Supplemental disclosure of non-cash investing and financing activities:
Change in capital expenditures included in accounts payable $ 24 $ (20 )
Additions to property, plant and equipment through capital lease $ $ 9

__________

(1) Includes amortization recorded in Commodity revenue and Commodity expense associated with intangible assets and amortization recorded in interest expense associated with debt issuance costs and discounts.

REGULATION G RECONCILIATIONS

In addition to disclosing financial results in accordance with U.S. GAAP, the accompanying second quarter 2016 earnings release contains non-GAAP financial measures. Net Income (Loss), As Adjusted, Commodity Margin, Adjusted EBITDA and Adjusted Free Cash Flow are non-GAAP financial measures that we use as measures of our performance.
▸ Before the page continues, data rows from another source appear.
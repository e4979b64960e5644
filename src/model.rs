use std::fmt;

use chrono::NaiveDate;
use serde::{Deserialize, Serialize};

use crate::day::{inclusive_len, parse_day};
use crate::engine::AvailabilityError;
use crate::limits::MAX_STAY_DAYS;

macro_rules! string_id {
    ($(#[$meta:meta])* $name:ident) => {
        $(#[$meta])*
        #[derive(Debug, Clone, PartialEq, Eq, PartialOrd, Ord, Hash, Serialize, Deserialize)]
        #[serde(transparent)]
        pub struct $name(pub String);

        impl $name {
            pub fn new(id: impl Into<String>) -> Self {
                Self(id.into())
            }

            pub fn as_str(&self) -> &str {
                &self.0
            }
        }

        impl fmt::Display for $name {
            fn fmt(&self, f: &mut fmt::Formatter<'_>) -> fmt::Result {
                f.write_str(&self.0)
            }
        }

        impl From<&str> for $name {
            fn from(s: &str) -> Self {
                Self(s.to_string())
            }
        }
    };
}

string_id!(
    /// Property identifier as issued by the backend.
    PropertyId
);
string_id!(RoomId);
string_id!(
    /// UUID for admin-created bookings, the guest token for guest bookings.
    BookingId
);

/// Booking lifecycle status.
#[derive(Debug, Clone, Copy, PartialEq, Eq, Hash, Serialize, Deserialize)]
#[serde(rename_all = "lowercase")]
pub enum BookingStatus {
    Pending,
    Confirmed,
    Cancelled,
    Expired,
}

impl BookingStatus {
    /// Cancelled and expired bookings stay in the snapshot but hold no rooms.
    pub fn occupies_room(self) -> bool {
        matches!(self, BookingStatus::Pending | BookingStatus::Confirmed)
    }

    pub fn as_str(self) -> &'static str {
        match self {
            BookingStatus::Pending => "pending",
            BookingStatus::Confirmed => "confirmed",
            BookingStatus::Cancelled => "cancelled",
            BookingStatus::Expired => "expired",
        }
    }
}

/// Inclusive day range `[check_in, check_out]`.
#[derive(Debug, Clone, Copy, PartialEq, Eq, Hash, Serialize, Deserialize)]
#[serde(rename_all = "camelCase")]
pub struct StayRange {
    pub check_in: NaiveDate,
    pub check_out: NaiveDate,
}

impl StayRange {
    pub fn new(check_in: NaiveDate, check_out: NaiveDate) -> Self {
        Self { check_in, check_out }
    }

    /// Zero-length stay on a single day.
    pub fn day(day: NaiveDate) -> Self {
        Self::new(day, day)
    }

    /// Parse a candidate range from `YYYY-MM-DD` strings.
    pub fn parse(check_in: &str, check_out: &str) -> Result<Self, AvailabilityError> {
        let range = Self::new(parse_day(check_in)?, parse_day(check_out)?);
        if range.len_days() > MAX_STAY_DAYS {
            return Err(AvailabilityError::LimitExceeded("stay too long"));
        }
        Ok(range)
    }

    /// Days touched by the range, both endpoints counted.
    pub fn len_days(&self) -> i64 {
        inclusive_len(self.check_in, self.check_out)
    }

    pub fn overlaps(&self, other: &StayRange) -> bool {
        crate::engine::date_ranges_overlap(
            self.check_in,
            self.check_out,
            other.check_in,
            other.check_out,
        )
    }

    pub fn contains_day(&self, day: NaiveDate) -> bool {
        self.check_in <= day && day <= self.check_out
    }
}

#[derive(Debug, Clone, PartialEq, Eq, Serialize, Deserialize)]
#[serde(rename_all = "camelCase")]
pub struct Booking {
    pub id: BookingId,
    #[serde(default, skip_serializing_if = "Option::is_none")]
    pub reference_id: Option<String>,
    pub property_id: PropertyId,
    pub room_ids: Vec<RoomId>,
    pub check_in: NaiveDate,
    pub check_out: NaiveDate,
    pub status: BookingStatus,
}

impl Booking {
    pub fn stay(&self) -> StayRange {
        StayRange::new(self.check_in, self.check_out)
    }

    pub fn includes_room(&self, room_id: &RoomId) -> bool {
        self.room_ids.contains(room_id)
    }

    /// Human-facing handle: the reference id when present, else the booking id.
    pub fn display_ref(&self) -> &str {
        self.reference_id.as_deref().unwrap_or(self.id.as_str())
    }
}

/// Outcome of validating a (possibly multi-room) booking attempt.
#[derive(Debug, Clone, PartialEq, Eq, Serialize, Deserialize)]
#[serde(rename_all = "camelCase")]
pub struct ValidationResult {
    pub is_valid: bool,
    pub conflicting_rooms: Vec<RoomId>,
    pub conflicting_bookings: Vec<Booking>,
}

impl ValidationResult {
    /// One line per conflicting room, naming the blocking bookings.
    pub fn describe(&self) -> Vec<String> {
        self.conflicting_rooms
            .iter()
            .map(|room| {
                let blockers: Vec<String> = self
                    .conflicting_bookings
                    .iter()
                    .filter(|b| b.includes_room(room))
                    .map(|b| format!("{} ({} to {})", b.display_ref(), b.check_in, b.check_out))
                    .collect();
                format!("room {room} is unavailable due to {}", blockers.join(", "))
            })
            .collect()
    }
}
These non-GAAP measures should be viewed as a supplement to and not a substitute for our U.S. GAAP measures of performance and the financial results calculated in accordance with U.S. GAAP and reconciliations from these results should be carefully evaluated.

Net Income (Loss), As Adjusted, represents net income (loss) attributable to Calpine, adjusted for certain non-cash and non-recurring items, including mark-to-market (gain) loss on derivatives, debt modification and extinguishment costs and other adjustments. Net Income (Loss), As Adjusted, is presented because we believe it is a useful tool for assessing the operating performance of our company in the current period. Net Income (Loss), As Adjusted, is not intended to represent net income (loss), the most comparable U.S. GAAP measure, as an indicator of operating performance, and is not necessarily comparable to similarly titled measures reported by other companies.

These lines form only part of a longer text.